A first aspect of this disclosure pertains to a method for editing a multi-camera video comprising measuring an amplitude over a time interval for each of a plurality of audio tracks; assigning a classification to each of one or more cameras; selecting a first camera from the one or more cameras based on the classification assigned to each of the one or more cameras and the amplitude of a plurality of audio track; and generating a video such that the video is cut based on the camera selection, wherein each of the plurality of audio tracks corresponds to one of a plurality of audio sources respectively, and each of the one or more cameras corresponds to at least one of the plurality of audio sources.
A second aspect of this disclosure pertains to the method of the first aspect, wherein the selecting the first camera further comprising determining a largest amplitude for the time interval among the plurality of audio tracks; and selecting a first audio track from the plurality of audio tracks wherein the first audio track has a largest amplitude at the time interval, and wherein the first camera corresponds to the first audio track.

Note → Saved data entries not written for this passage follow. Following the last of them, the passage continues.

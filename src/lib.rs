//! Rosterview: render a student roster as an HTML table with search and sort.
//!
//! Rosterview loads a JSON array of student records once, paints it into the
//! table container of a host page, and binds the page controls:
//! - Six sort buttons (name A-Z and Z-A, marks, class, passing, gender)
//! - A live search input and a search button
//! - A grouped view that splits the roster into male and female tables

#![allow(clippy::multiple_crate_versions)]

//!
//! # Architecture
//!
//! ```text
//! ┌─────────────────────────────────────────────────────┐
//! │  CLI Host (main.rs)                                 │  ← Entry point
//! └─────────────────────────────────────────────────────┘
//!                        │
//! ┌─────────────────────────────────────────────────────┐
//! │  Application Layer (app/)                           │  ← State machine
//! │  - Event handling and control bindings              │
//! │  - Action dispatching                               │
//! └─────────────────────────────────────────────────────┘
//!         │                    │                    │
//! ┌───────────────┐   ┌───────────────┐   ┌───────────────┐
//! │ UI Layer      │   │ Roster Layer  │   │ Loader        │
//! │ (ui/)         │   │ (roster/)     │   │ (loader/)     │
//! │ - Page/DOM    │   │ - Search      │   │ - File / URL  │
//! │ - Theming     │   │ - Sort        │   │ - Decoding    │
//! │ - Components  │   │ - Grouping    │   │               │
//! └───────────────┘   └───────────────┘   └───────────────┘
//!         │                    │                    │
//! ┌─────────────────────────────────────────────────────┐
//! │  Infrastructure & Domain Layers                     │
//! │  - Path expansion (infrastructure/)                 │
//! │  - Error types (domain/error)                       │
//! │  - Student model (domain/student)                   │
//! └─────────────────────────────────────────────────────┘
//!                        │
//! ┌─────────────────────────────────────────────────────┐
//! │  Observability (observability/)                     │
//! │  - stderr logging                                   │
//! │  - Optional file-based OTLP export                  │
//! └─────────────────────────────────────────────────────┘
//! ```
//!
//! # Modules
//!
//! - [`app`]: Application state machine with event/action model
//! - [`domain`]: Core domain types (Student, errors)
//! - [`infrastructure`]: Platform utilities (paths)
//! - [`loader`]: One-shot roster retrieval from a file or URL
//! - [`roster`]: Search, sort, and gender grouping
//! - [`ui`]: HTML rendering with theme support
//! - [`observability`]: Tracing setup
//!
//! # Configuration
//!
//! Options come from defaults, then an optional TOML file, then CLI flags:
//!
//! ```toml
//! source = "https://example.com/students.json"
//! output = "~/roster.html"
//! theme = "chalkboard"
//! trace_level = "debug"
//! trace_file = "/tmp/rosterview-otlp.json"
//! ```
//!
//! # Example
//!
//! ```rust
//! use rosterview::app::{Event, Session};
//! use rosterview::roster::Criterion;
//! use rosterview::ui::HtmlPage;
//! use rosterview::{initialize, Config};
//!
//! let state = initialize(&Config::default());
//! let page = HtmlPage::new(&state.theme);
//! let mut session = Session::new(state, page);
//!
//! let students = rosterview::loader::decode_students(
//!     r#"[{"first_name": "Bo", "gender": "Male"}, {"first_name": "Amy", "gender": "Female"}]"#,
//! )?;
//! session.load(Ok(students))?;
//! session.handle(&Event::Sort(Criterion::Gender))?;
//! assert!(session.document().to_html().contains("Female Students"));
//! # Ok::<(), rosterview::RosterError>(())
//! ```

pub mod app;
pub mod domain;
pub mod infrastructure;
pub mod loader;
pub mod roster;

pub mod ui;

pub mod observability;

pub use app::{handle_event, Action, AppState, Event, Session};
pub use domain::{ClassLabel, Result, RosterError, Student};
pub use ui::Theme;

use loader::{DataSource, DEFAULT_SOURCE};
use serde::Deserialize;
use std::path::{Path, PathBuf};

/// Runtime configuration.
///
/// # Example
///
/// ```rust
/// use rosterview::Config;
///
/// let config = Config::from_toml_str("theme = \"chalkboard\"")?;
/// assert_eq!(config.theme_name.as_deref(), Some("chalkboard"));
/// assert_eq!(config.source, "./students.json");
/// # Ok::<(), rosterview::RosterError>(())
/// ```
#[derive(Debug, Clone, PartialEq, Eq, Deserialize)]
#[serde(default, deny_unknown_fields)]
pub struct Config {
    /// Path or `http(s)` URL of the roster document.
    ///
    /// Default: `"./students.json"`
    pub source: String,

    /// File the rendered page is written to. Stdout when unset.
    pub output: Option<String>,

    /// Built-in theme name to use.
    ///
    /// Options: `classroom`, `chalkboard`. Ignored if `theme_file` is set.
    #[serde(rename = "theme")]
    pub theme_name: Option<String>,

    /// Path to a custom TOML theme file.
    ///
    /// Takes precedence over `theme_name`. See [`ui::theme`] for format.
    pub theme_file: Option<String>,

    /// Tracing filter directive.
    ///
    /// Options: `trace`, `debug`, `info`, `warn`, `error`, or any `EnvFilter`
    /// directive. Default: `"info"`
    pub trace_level: Option<String>,

    /// Enables OTLP JSON span export to this file.
    pub trace_file: Option<String>,
}

impl Default for Config {
    fn default() -> Self {
        Self {
            source: DEFAULT_SOURCE.to_string(),
            output: None,
            theme_name: None,
            theme_file: None,
            trace_level: None,
            trace_file: None,
        }
    }
}

impl Config {
    /// Parses configuration from TOML text. Missing keys keep their defaults.
    ///
    /// # Errors
    ///
    /// Returns [`RosterError::Config`] on invalid TOML or unknown keys.
    pub fn from_toml_str(contents: &str) -> Result<Self> {
        toml::from_str(contents)
            .map_err(|e| RosterError::Config(format!("failed to parse config: {e}")))
    }

    /// Reads configuration from a TOML file.
    ///
    /// # Errors
    ///
    /// Returns [`RosterError::Config`] if the file cannot be read or parsed.
    pub fn from_file<P: AsRef<Path>>(path: P) -> Result<Self> {
        let path = path.as_ref();
        let contents = std::fs::read_to_string(path).map_err(|e| {
            RosterError::Config(format!("failed to read config {}: {e}", path.display()))
        })?;
        Self::from_toml_str(&contents)
    }

    /// Resolves the configured roster location.
    ///
    /// # Errors
    ///
    /// Returns [`RosterError::Config`] for a malformed URL.
    pub fn data_source(&self) -> Result<DataSource> {
        DataSource::parse(&self.source)
    }

    /// Output file with `~` expanded, if one is configured.
    #[must_use]
    pub fn output_path(&self) -> Option<PathBuf> {
        self.output.as_deref().map(infrastructure::expand_path)
    }

    /// Trace file with `~` expanded, if one is configured.
    #[must_use]
    pub fn trace_path(&self) -> Option<PathBuf> {
        self.trace_file.as_deref().map(infrastructure::expand_path)
    }
}

/// Resolves the theme: `theme_file`, then `theme_name`, then the default.
///
/// Failures fall back to the default theme with a debug log.
#[must_use]
pub fn load_theme(config: &Config) -> Theme {
    config.theme_file.as_ref().map_or_else(
        || {
            config.theme_name.as_ref().map_or_else(Theme::default, |theme_name| {
                Theme::from_name(theme_name).unwrap_or_else(|| {
                    tracing::debug!(theme_name = %theme_name, "failed to load theme, using default");
                    Theme::default()
                })
            })
        },
        |theme_file| {
            Theme::from_file(infrastructure::expand_path(theme_file)).unwrap_or_else(|e| {
                tracing::debug!(theme_file = %theme_file, error = %e, "failed to load theme from file, using default");
                Theme::default()
            })
        },
    )
}

/// Creates the initial, not-yet-loaded application state.
///
/// # Example
///
/// ```rust
/// use rosterview::{initialize, Config};
///
/// let config = Config {
///     theme_name: Some("chalkboard".to_string()),
///     ..Default::default()
/// };
///
/// let state = initialize(&config);
/// assert_eq!(state.theme.name, "chalkboard");
/// assert!(!state.loaded);
/// ```
#[must_use]
pub fn initialize(config: &Config) -> AppState {
    tracing::debug!(source = %config.source, "initializing rosterview");
    AppState::new(load_theme(config))
}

A third aspect of this disclosure pertains to the method of the second aspect further comprising determining that the first audio track at the time interval includes an anomaly and selecting a second audio track from the plurality of audio tracks wherein the second audio track has a next largest amplitude at the time interval, wherein the first camera corresponds to the second audio track.
A fourth aspect of this disclosure pertains to the method of the third aspect, wherein the determining that the first audio track includes the anomaly further comprising comparing a first amplitude for the first audio track at the time interval against a second amplitude for the first audio track at an adjacent time interval.
A fifth aspect of this disclosure pertains to the method of the second aspect further comprising selecting the first camera based on a hierarchy of how many individuals are captured by the first camera during the time interval.
A sixth aspect of this disclosure pertains to the method of the first aspect further comprising determining an amplitude differential between two of the plurality of audio tracks at the time interval is within a first threshold, wherein the selecting the first camera further comprising selecting the first camera that correspond to both of the two of the plurality of audio tracks.
A seventh aspect of this disclosure pertains to the method of the first aspect further comprising converting the selecting of the first camera into an editing instruction for the video.
An eighth aspect of this disclosure pertains to the method of the first aspect, wherein the classification corresponds to an amount of audio tracks that each of the one or more cameras correspond to.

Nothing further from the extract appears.